The U.S. Food and Drug Administration has upgraded the recall status for over 2.5 million bottles of eye drops due to contamination fears. Fluorid-based Lupin Pharmaceutical voluntarily pulled its prednisolone acetate ophthalmic suspension one percent earlier last month. Officials detected an unspecified foreign substance within the product batches. The alert covers white plastic bottles containing five, ten, or fifteen milliliters and featuring pink caps.

Initially, the agency did not specify the severity of the threat. Last week, however, they classified it as a Class II recall. This is the second-highest alert level. Such a classification indicates that use could cause temporary or medically reversible harm. It also suggests the probability of serious health consequences remains remote. No reports of illness or deaths have surfaced regarding these specific drops so far.
Health officials advise patients not to stop using prescription medication without consulting their doctor first.
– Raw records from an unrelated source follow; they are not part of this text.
use crate::error::{JoinError, JoinResult};
use crate::models::{NotificationPosition, User};
use serde::{Deserialize, Serialize};
use std::env;
use std::fs;
use std::path::{Path, PathBuf};
use std::time::Duration;

const APP_DIR: &str = "join-tui";

/// Runtime settings, read from `config.toml` and overridden by `JOIN_*` variables.
#[derive(Debug, Clone, PartialEq, Eq, Serialize, Deserialize)]
#[serde(default)]
pub struct Config {
    pub api_url: String,
    pub api_endpoint: String,
    pub poll_interval_secs: u64,
    pub notification_ms: u64,
    pub notification_position: NotificationPosition,
    pub guest_email: Option<String>,
    pub guest_password: Option<String>,
    pub log_level: String,
    pub log_dir: Option<PathBuf>,
}

impl Default for Config {
    fn default() -> Self {
        Config {
            api_url: "http://localhost:8000/".to_string(),
            api_endpoint: "api/v1/".to_string(),
            poll_interval_secs: 10,
            notification_ms: 4000,
            notification_position: NotificationPosition::TopRight,
            guest_email: None,
            guest_password: None,
            log_level: "info".to_string(),
            log_dir: None,
        }
    }
}

impl Config {
    pub fn default_path() -> Option<PathBuf> {
        dirs::config_dir().map(|dir| dir.join(APP_DIR).join("config.toml"))
    }

    /// Loads the user's config file (if any) and applies environment overrides.
    pub fn load() -> JoinResult<Config> {
        let mut config = match Config::default_path() {
            Some(path) => Config::load_from(&path)?,
            None => Config::default(),
        };
        config.apply_overrides(|key| env::var(key).ok());
        config.validate()?;
        Ok(config)
    }

    /// A missing file yields the defaults.
    pub fn load_from(path: &Path) -> JoinResult<Config> {
        if !path.exists() {
            return Ok(Config::default());
        }
        let raw = fs::read_to_string(path)?;
        Ok(toml::from_str(&raw)?)
    }

    pub fn apply_overrides<F>(&mut self, lookup: F)
    where
        F: Fn(&str) -> Option<String>,
    {
        if let Some(url) = lookup("JOIN_API_URL") {
            self.api_url = url;
        }
        if let Some(email) = lookup("JOIN_GUEST_EMAIL") {
            self.guest_email = Some(email);
        }
        if let Some(password) = lookup("JOIN_GUEST_PASSWORD") {
            self.guest_password = Some(password);
        }
        if let Some(level) = lookup("JOIN_LOG_LEVEL") {
            self.log_level = level;
        }
    }

    pub fn validate(&self) -> JoinResult<()> {
        if !(self.api_url.starts_with("http://") || self.api_url.starts_with("https://")) {
            return Err(JoinError::Config(format!(
                "api_url must start with http:// or https://, got `{}`",
                self.api_url
            )));
        }
        if self.poll_interval_secs == 0 {
            return Err(JoinError::Config(
                "poll_interval_secs must be at least 1".to_string(),
            ));
        }
        Ok(())
    }

    /// `api_url` and `api_endpoint` joined with exactly one slash, ending in a slash.
    pub fn base_url(&self) -> String {
        format!(
            "{}/{}/",
            self.api_url.trim_end_matches('/'),
            self.api_endpoint.trim_matches('/')
        )
    }

    pub fn poll_interval(&self) -> Duration {
        Duration::from_secs(self.poll_interval_secs)
    }

    pub fn notification_duration(&self) -> Duration {
        Duration::from_millis(self.notification_ms)
    }

    pub fn guest_credentials(&self) -> Option<(&str, &str)> {
        match (&self.guest_email, &self.guest_password) {
            (Some(email), Some(password)) => Some((email.as_str(), password.as_str())),
            _ => None,
        }
    }

    pub fn log_dir(&self) -> PathBuf {
        self.log_dir.clone().unwrap_or_else(|| data_dir().join("logs"))
    }
}

fn data_dir() -> PathBuf {
    dirs::data_dir()
        .unwrap_or_else(env::temp_dir)
        .join(APP_DIR)
}

/// Keeps the logged-in user between runs so the login page can be skipped.
pub struct SessionStore {
    path: PathBuf,
}

impl SessionStore {
    pub fn new(path: PathBuf) -> Self {
        SessionStore { path }
    }

    pub fn default_location() -> Self {
        SessionStore::new(data_dir().join("session.toml"))
    }

    pub fn load(&self) -> JoinResult<Option<User>> {
        if !self.path.exists() {
            return Ok(None);
        }
        let raw = fs::read_to_string(&self.path)?;
        Ok(Some(toml::from_str(&raw)?))
    }

    pub fn save(&self, user: &User) -> JoinResult<()> {
        if let Some(parent) = self.path.parent() {
            fs::create_dir_all(parent)?;
        }
        fs::write(&self.path, toml::to_string(user)?)?;
        Ok(())
    }

    pub fn clear(&self) -> JoinResult<()> {
        if self.path.exists() {
            fs::remove_file(&self.path)?;
        }
        Ok(())
    }
}

#[cfg(test)]
mod tests {
    use super::*;
    use std::collections::HashMap;
    use tempfile::TempDir;

    #[test]
    fn test_missing_file_gives_defaults() {
        let dir = TempDir::new().unwrap();
        let config = Config::load_from(&dir.path().join("nope.toml")).unwrap();
        assert_eq!(config, Config::default());
        assert_eq!(config.base_url(), "http://localhost:8000/api/v1/");
        assert_eq!(config.poll_interval(), Duration::from_secs(10));
    }

    #[test]
    fn test_partial_file_keeps_other_defaults() {
        let dir = TempDir::new().unwrap();
        let path = dir.path().join("config.toml");
        fs::write(
            &path,
            "api_url = \"https://join.example.com\"\npoll_interval_secs = 30\n",
        )
        .unwrap();
        let config = Config::load_from(&path).unwrap();
        assert_eq!(config.base_url(), "https://join.example.com/api/v1/");
        assert_eq!(config.poll_interval_secs, 30);
        assert_eq!(config.notification_ms, 4000);
        assert_eq!(config.notification_position, NotificationPosition::TopRight);
    }

    #[test]
    fn test_notification_position_from_file() {
        let dir = TempDir::new().unwrap();
        let path = dir.path().join("config.toml");
        fs::write(&path, "notification_position = \"bottom-left\"\n").unwrap();
        let config = Config::load_from(&path).unwrap();
        assert_eq!(config.notification_position, NotificationPosition::BottomLeft);
    }

    #[test]
    fn test_bad_toml_is_an_error() {
        let dir = TempDir::new().unwrap();
        let path = dir.path().join("config.toml");
        fs::write(&path, "api_url = ").unwrap();
        assert!(matches!(
            Config::load_from(&path),
            Err(JoinError::TomlRead(_))
        ));
    }

    #[test]
    fn test_env_overrides() {
        let vars: HashMap<&str, &str> = [
            ("JOIN_API_URL", "http://10.0.0.2:8000"),
            ("JOIN_GUEST_EMAIL", "guest@join.dev"),
            ("JOIN_GUEST_PASSWORD", "guestguest"),
        ]
        .into_iter()
        .collect();
        let mut config = Config::default();
        config.apply_overrides(|key| vars.get(key).map(|v| v.to_string()));
        assert_eq!(config.api_url, "http://10.0.0.2:8000");
        assert_eq!(
            config.guest_credentials(),
            Some(("guest@join.dev", "guestguest"))
        );
        assert_eq!(config.log_level, "info");
    }

    #[test]
    fn test_validate_rejects_bad_values() {
        let mut config = Config {
            api_url: "localhost:8000".to_string(),
            ..Default::default()
        };
        assert!(config.validate().is_err());
        config.api_url = "http://localhost:8000".to_string();
        config.poll_interval_secs = 0;
        assert!(config.validate().is_err());
        config.poll_interval_secs = 5;
        assert!(config.validate().is_ok());
    }

    #[test]
    fn test_session_store_roundtrip_and_clear() {
        let dir = TempDir::new().unwrap();
        let store = SessionStore::new(dir.path().join("nested").join("session.toml"));
        assert_eq!(store.load().unwrap(), None);

        let user = User {
            id: 5,
            token: "9944b09199c62bcf9418ad846dd0e4bbdfc6ee4b".to_string(),
            username: "ada@example.com".to_string(),
            first_name: "Ada".to_string(),
            last_name: "Lovelace".to_string(),
            email: "ada@example.com".to_string(),
        };
        store.save(&user).unwrap();
        assert_eq!(store.load().unwrap(), Some(user));

        store.clear().unwrap();
        assert_eq!(store.load().unwrap(), None);
        store.clear().unwrap();
    }
}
While no specific instructions exist for current users, past cases recommended contacting a health provider immediately. Prednisolone treats eye allergies, injuries, and inflammation by reducing swelling, redness, and itching. This steroid is also found in inhalers, tablets, and joint injections nationwide. More than 3.8 million prednisolone prescriptions were filled last year alone.

A full list of recalled lot codes is available on the FDA website. The drops were manufactured in Pithampur, India. Details regarding how contamination occurred or what specific substance was found remain unclear. Previous recalls often involved glass, bacteria, or fungi entering products during production. This situation follows a major 2023 recall involving Indian-made drops contaminated with deadly bacteria.

That earlier outbreak sickened 81 patients and caused permanent blindness in 18 others. Tragically, four people died from the infection. The contaminant was Pseudomonas aeruginosa, an antibiotic-resistant bacterium. It can infect the eye and lead to vision loss. In extreme cases, the bacteria spreads to the blood and triggers fatal sepsis. Earlier this April, another 3 million bottles were recalled due to sterility concerns. Those products came from K.C. Pharmaceuticals and sold at major retailers like CVS and Walgreens.